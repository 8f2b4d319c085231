//! Data-access contracts for sellers and departments.
//!
//! Implementations are bound to a caller-owned connection and must not be
//! used from more than one thread at a time. Point lookups report a missing
//! row as `Ok(None)`; `Err` is reserved for real failures.

use crate::errors::Result;
use crate::model::{Department, Seller};

/// Seller persistence and relationship-aware queries.
pub trait SellerDao {
    /// Insert a new seller and store the generated identifier in `seller.id`.
    ///
    /// # Errors
    ///
    /// `DaoError::InvalidInput` if the seller's department has no id,
    /// `DaoError::Persistence` if the store fails or affects zero rows.
    fn insert(&self, seller: &mut Seller) -> Result<()>;

    /// Overwrite every mutable column of the row identified by `seller.id`.
    ///
    /// Succeeds without effect if no such row exists.
    ///
    /// # Errors
    ///
    /// `DaoError::InvalidInput` if `seller.id` or the department id is unset,
    /// `DaoError::Persistence` if the store fails.
    fn update(&self, seller: &Seller) -> Result<()>;

    /// Delete the seller with the given id. Succeeds if no such row exists.
    ///
    /// # Errors
    ///
    /// `DaoError::Persistence` if the store fails.
    fn delete_by_id(&self, id: i64) -> Result<()>;

    /// Load one seller together with its department.
    ///
    /// # Errors
    ///
    /// `DaoError::Persistence` or `DaoError::Mapping` on failure.
    fn find_by_id(&self, id: i64) -> Result<Option<Seller>>;

    /// Load every seller ordered by name. Sellers of the same department
    /// share one `Arc<Department>`.
    ///
    /// # Errors
    ///
    /// `DaoError::Persistence` or `DaoError::Mapping` on failure.
    fn find_all(&self) -> Result<Vec<Seller>>;

    /// Load the sellers of one department ordered by name, all sharing one
    /// `Arc<Department>`.
    ///
    /// # Errors
    ///
    /// `DaoError::InvalidInput` if `department.id` is unset,
    /// `DaoError::Persistence` or `DaoError::Mapping` on failure.
    fn find_by_department(&self, department: &Department) -> Result<Vec<Seller>>;
}

/// Department persistence.
pub trait DepartmentDao {
    /// Insert a new department and store the generated identifier in `department.id`.
    ///
    /// # Errors
    ///
    /// `DaoError::Persistence` if the store fails or affects zero rows.
    fn insert(&self, department: &mut Department) -> Result<()>;

    /// Rename the department identified by `department.id`.
    ///
    /// # Errors
    ///
    /// `DaoError::InvalidInput` if `department.id` is unset,
    /// `DaoError::Persistence` if the store fails.
    fn update(&self, department: &Department) -> Result<()>;

    /// Delete the department with the given id. Succeeds if no such row exists.
    ///
    /// # Errors
    ///
    /// `DaoError::Persistence` if the store fails, including when sellers
    /// still reference the department.
    fn delete_by_id(&self, id: i64) -> Result<()>;

    /// Load one department.
    ///
    /// # Errors
    ///
    /// `DaoError::Persistence` or `DaoError::Mapping` on failure.
    fn find_by_id(&self, id: i64) -> Result<Option<Department>>;

    /// Load every department ordered by name.
    ///
    /// # Errors
    ///
    /// `DaoError::Persistence` or `DaoError::Mapping` on failure.
    fn find_all(&self) -> Result<Vec<Department>>;
}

◆ ◆ ◆ ◆

■ What you have to do:
Could you give the data again, word for word?

■ Problem solution:
repository 8f2b4d319c085231
//! Data-access contracts for sellers and departments.
//!
//! Implementations are bound to a caller-owned connection and must not be
//! used from more than one thread at a time. Point lookups report a missing
//! row as `Ok(None)`; `Err` is reserved for real failures.

use crate::errors::Result;
use crate::model::{Department, Seller};

/// Seller persistence and relationship-aware queries.
pub trait SellerDao {
    /// Insert a new seller and store the generated identifier in `seller.id`.
    ///
    /// # Errors
    ///
    /// `DaoError::InvalidInput` if the seller's department has no id,
    /// `DaoError::Persistence` if the store fails or affects zero rows.
    fn insert(&self, seller: &mut Seller) -> Result<()>;

    /// Overwrite every mutable column of the row identified by `seller.id`.
    ///
    /// Succeeds without effect if no such row exists.
    ///
    /// # Errors
    ///
    /// `DaoError::InvalidInput` if `seller.id` or the department id is unset,
    /// `DaoError::Persistence` if the store fails.
    fn update(&self, seller: &Seller) -> Result<()>;

    /// Delete the seller with the given id. Succeeds if no such row exists.
    ///
    /// # Errors
    ///
    /// `DaoError::Persistence` if the store fails.
    fn delete_by_id(&self, id: i64) -> Result<()>;

    /// Load one seller together with its department.
    ///
    /// # Errors
    ///
    /// `DaoError::Persistence` or `DaoError::Mapping` on failure.
    fn find_by_id(&self, id: i64) -> Result<Option<Seller>>;

    /// Load every seller ordered by name. Sellers of the same department
    /// share one `Arc<Department>`.
    ///
    /// # Errors
    ///
    /// `DaoError::Persistence` or `DaoError::Mapping` on failure.
    fn find_all(&self) -> Result<Vec<Seller>>;

    /// Load the sellers of one department ordered by name, all sharing one
    /// `Arc<Department>`.
    ///
    /// # Errors
    ///
    /// `DaoError::InvalidInput` if `department.id` is unset,
    /// `DaoError::Persistence` or `DaoError::Mapping` on failure.
    fn find_by_department(&self, department: &Department) -> Result<Vec<Seller>>;
}

/// Department persistence.
pub trait DepartmentDao {
    /// Insert a new department and store the generated identifier in `department.id`.
    ///
    /// # Errors
    ///
    /// `DaoError::Persistence` if the store fails or affects zero rows.
    fn insert(&self, department: &mut Department) -> Result<()>;

    /// Rename the department identified by `department.id`.
    ///
    /// # Errors
    ///
    /// `DaoError::InvalidInput` if `department.id` is unset,
    /// `DaoError::Persistence` if the store fails.
    fn update(&self, department: &Department) -> Result<()>;

    /// Delete the department with the given id. Succeeds if no such row exists.
    ///
    /// # Errors
    ///
    /// `DaoError::Persistence` if the store fails, including when sellers
    /// still reference the department.
    fn delete_by_id(&self, id: i64) -> Result<()>;

    /// Load one department.
    ///
    /// # Errors
    ///
    /// `DaoError::Persistence` or `DaoError::Mapping` on failure.
    fn find_by_id(&self, id: i64) -> Result<Option<Department>>;

    /// Load every department ordered by name.
    ///
    /// # Errors
    ///
    /// `DaoError::Persistence` or `DaoError::Mapping` on failure.
    fn find_all(&self) -> Result<Vec<Department>>;
}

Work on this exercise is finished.